The body most efficiently produces power when its strength producing areas exist in particular proportions. If these proportions exist in the correct ratio to each other, then power generation can be optimised. Conversely, if one area is too strong, this may mean that it is disproportionately strong relative to other areas of the body. This may cause a number of problems: a weaker area of the body may be excessively strained by working in conjunction with the stronger area; and the stronger area may be slowed by working with the weaker area. Such problems hinder power development.

The optimum proportions of strength for power generation may be non-sports specific and based upon an ability to perform more powerfully in general, or sports specific and based upon the requirements of a particular sport. For example, a sprint cyclist may incorporate heavy back squats into their training regime in order to increase their leg strength, which can in turn help them to generate more power on the bike. However, this may lead to excessive leg strength being developed relative to their core strength. This may hinder any improvement to performance and increase the risk of injury. As such, they may incorporate forms of core training which helps them to perform their back squat more efficiently and reduce the risk of injury. The improved performance of the back squat would also mean it was more beneficial to the cycling action. In such examples the performance of the specific sport or exercise can be improved by ensuring that the involved areas of the body are trained to be in particular proportions of strength, as considered relatively to each other. It is notable that the performance of the sport or exercise alone does not necessarily lead to the body developing in its optimum proportions of strength in order to perform them more powerfully. As stated previously, this result is achieved with the aid of supplementary exercises which optimally influence the body's proportions of strength so a more powerful performance can be achieved.

===Agility===
Agility is the ability a person has to move in a controlled manner. It is especially meant in regard to their ability to move precisely, maintain or change their direction of travel, and orientate or reorientate themselves. It is closely related to their overall level of flexibility and their ability to balance including both the maintenance of static postures and moving dynamically in a balanced fashion.

Like the factors of speed and strength, agility is of fundamental importance to a person's ability to move in a powerful manner. If someone is unagile and unable to properly control their movement then they will find it much more difficult to move powerfully. A person can be agile in a specific range of movement or in general. For example, throwing medicine balls will improve their ability to move in that way and therefore they will become more agile at performing that exercise. This additionally allows them to perform it more powerfully. There will, however, be much less of an improvement to their jumping ability.

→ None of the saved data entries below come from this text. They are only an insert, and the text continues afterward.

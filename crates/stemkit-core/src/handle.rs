//! Handle table: stable integer handles mapped to shared records
//!
//! Callers only ever see the integer. The table owns one `Arc` per live
//! handle; lookups clone the `Arc` out so the lock is held only for the
//! map access itself.

use std::collections::HashMap;
use std::sync::{Arc, Mutex, MutexGuard};

use crate::types::{Handle, INVALID_HANDLE};

struct Inner<T> {
    next: Handle,
    entries: HashMap<Handle, Arc<T>>,
}

pub struct HandleTable<T> {
    inner: Mutex<Inner<T>>,
}

impl<T> HandleTable<T> {
    pub fn new() -> Self {
        Self {
            inner: Mutex::new(Inner {
                next: INVALID_HANDLE + 1,
                entries: HashMap::new(),
            }),
        }
    }

    fn lock(&self) -> MutexGuard<'_, Inner<T>> {
        // Entries stay consistent even if a holder panicked mid-lookup
        self.inner.lock().unwrap_or_else(|poisoned| poisoned.into_inner())
    }

    /// Allocate the next handle and register the record built for it
    pub fn insert_with(&self, build: impl FnOnce(Handle) -> Arc<T>) -> (Handle, Arc<T>) {
        let mut inner = self.lock();
        let handle = inner.next;
        inner.next += 1;
        let record = build(handle);
        inner.entries.insert(handle, Arc::clone(&record));
        (handle, record)
    }

    pub fn get(&self, handle: Handle) -> Option<Arc<T>> {
        self.lock().entries.get(&handle).cloned()
    }

    pub fn remove(&self, handle: Handle) -> Option<Arc<T>> {
        self.lock().entries.remove(&handle)
    }

    /// Remove every record, returning them in handle order
    pub fn drain(&self) -> Vec<(Handle, Arc<T>)> {
        let mut drained: Vec<_> = self.lock().entries.drain().collect();
        drained.sort_by_key(|(handle, _)| *handle);
        drained
    }

    pub fn len(&self) -> usize {
        self.lock().entries.len()
    }

    pub fn is_empty(&self) -> bool {
        self.len() == 0
    }
}

impl<T> Default for HandleTable<T> {
    fn default() -> Self {
        Self::new()
    }
}
//! Inference engines and their registry
//!
//! The `InferenceEngine` trait abstracts over stem separation models so the
//! pipeline never depends on a particular runtime. Engines are built by an
//! [`EngineLoader`] and owned by the [`EngineRegistry`], which hands out
//! opaque integer handles.
//!
//! ## Available Engines
//!
//! - **OrtEngine** (`onnx` feature): ONNX Runtime via the `ort` crate,
//!   chunked overlap-add inference over stereo input.
//!
//! Hosts and tests can plug in their own engine by implementing
//! [`EngineLoader`].

mod backend;
#[cfg(feature = "onnx")]
mod ort_engine;
mod registry;

use std::path::Path;

pub use backend::{BackendSettings, PlatformClass};
#[cfg(feature = "onnx")]
pub use ort_engine::OrtEngine;
pub use registry::{EngineContext, EngineRegistry};

use crate::config::EngineConfig;
use crate::error::StageError;
use crate::hooks::{CancelCheck, ProgressSink};

/// Default processing parameters reported by an engine
#[derive(Debug, Clone, Copy, PartialEq, Eq)]
pub struct EngineDefaults {
    /// Samples per channel per inference window
    pub chunk_size: u32,
    /// Number of overlapping windows per chunk
    pub overlap: u32,
    /// Sample rate the model expects its input at
    pub sample_rate: u32,
}

/// Parameters for a single `process` call
#[derive(Debug, Clone, Copy, PartialEq, Eq)]
pub struct InferenceParams {
    pub chunk_size: u32,
    pub overlap: u32,
}

impl InferenceParams {
    /// Use the requested values, falling back to engine defaults for
    /// missing or non-positive ones
    pub fn resolve(chunk_size: Option<i32>, overlap: Option<i32>, defaults: EngineDefaults) -> Self {
        let pick = |requested: Option<i32>, fallback: u32| match requested {
            Some(value) if value > 0 => value as u32,
            _ => fallback,
        };
        Self {
            chunk_size: pick(chunk_size, defaults.chunk_size),
            overlap: pick(overlap, defaults.overlap),
        }
    }
}

/// Trait for stem separation engines
///
/// Engines are shared read-only by every task bound to them, so `process`
/// takes `&self`. Implementations must sample `should_cancel` at bounded
/// intervals (per inference window) and return `StageError::Cancelled` when
/// it reports true; the cancellation latency of a task is the longest gap
/// between two such checks.
pub trait InferenceEngine: Send + Sync {
    /// Default chunk size, overlap and model sample rate
    fn defaults(&self) -> EngineDefaults;

    /// Separate interleaved stereo audio into stems
    ///
    /// # Arguments
    /// * `input` - Interleaved stereo f32 samples at `defaults().sample_rate`
    /// * `params` - Chunk size and overlap to use
    /// * `progress` - Sink for progress in 0.0..=1.0
    /// * `should_cancel` - Cancellation predicate
    ///
    /// # Returns
    /// One interleaved stereo buffer per stem, in model stem order
    fn process(
        &self,
        input: &[f32],
        params: InferenceParams,
        progress: ProgressSink<'_>,
        should_cancel: CancelCheck<'_>,
    ) -> Result<Vec<Vec<f32>>, StageError>;

    /// Engine name for logging
    fn name(&self) -> &'static str;
}

/// Builds engines for the registry
///
/// Backend flags are passed in explicitly and must be applied before the
/// underlying runtime creates its device context.
pub trait EngineLoader: Send + Sync {
    fn load(
        &self,
        model_path: &Path,
        backend: &BackendSettings,
    ) -> Result<Box<dyn InferenceEngine>, String>;
}

impl<F> EngineLoader for F
where
    F: Fn(&Path, &BackendSettings) -> Result<Box<dyn InferenceEngine>, String> + Send + Sync,
{
    fn load(
        &self,
        model_path: &Path,
        backend: &BackendSettings,
    ) -> Result<Box<dyn InferenceEngine>, String> {
        self(model_path, backend)
    }
}

/// Loader for the engine compiled into this build
///
/// With the `onnx` feature this builds an [`OrtEngine`]; otherwise every
/// load fails with a message explaining how to enable it.
pub struct DefaultLoader {
    config: EngineConfig,
}

impl DefaultLoader {
    pub fn new(mut config: EngineConfig) -> Self {
        config.validate();
        Self { config }
    }
}

impl EngineLoader for DefaultLoader {
    #[cfg(feature = "onnx")]
    fn load(
        &self,
        model_path: &Path,
        backend: &BackendSettings,
    ) -> Result<Box<dyn InferenceEngine>, String> {
        let engine = OrtEngine::load(model_path, backend, &self.config)?;
        Ok(Box::new(engine))
    }

    #[cfg(not(feature = "onnx"))]
    fn load(
        &self,
        model_path: &Path,
        _backend: &BackendSettings,
    ) -> Result<Box<dyn InferenceEngine>, String> {
        log::warn!(
            "Cannot load {:?} (chunk_size={}): no inference runtime compiled in",
            model_path,
            self.config.chunk_size
        );
        Err("no inference runtime available: rebuild with the `onnx` feature".to_string())
    }
}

A higher general level of agility will mean that any given movement can be performed more powerfully as a result. Some exercises improve general levels of agility more than others. For example, jumping and leaping are more effective in this regard than Olympic weight lifting exercises.

Agility training regimes also frequently include a focus on suddenly stopping a movement, absorbing impact, changing direction, explosively accelerating, and a combination thereof. For example, landing from a lateral jump and then quickly performing a vertical jump. Agility drills which feature short sprints and quick changes of direction are a staple feature of many sport training regimes which have a focus on explosive power e.g. American football, basketball, athletics etc. The incorporation of agility exercises into a training regime has been shown to reduce the risk of injury.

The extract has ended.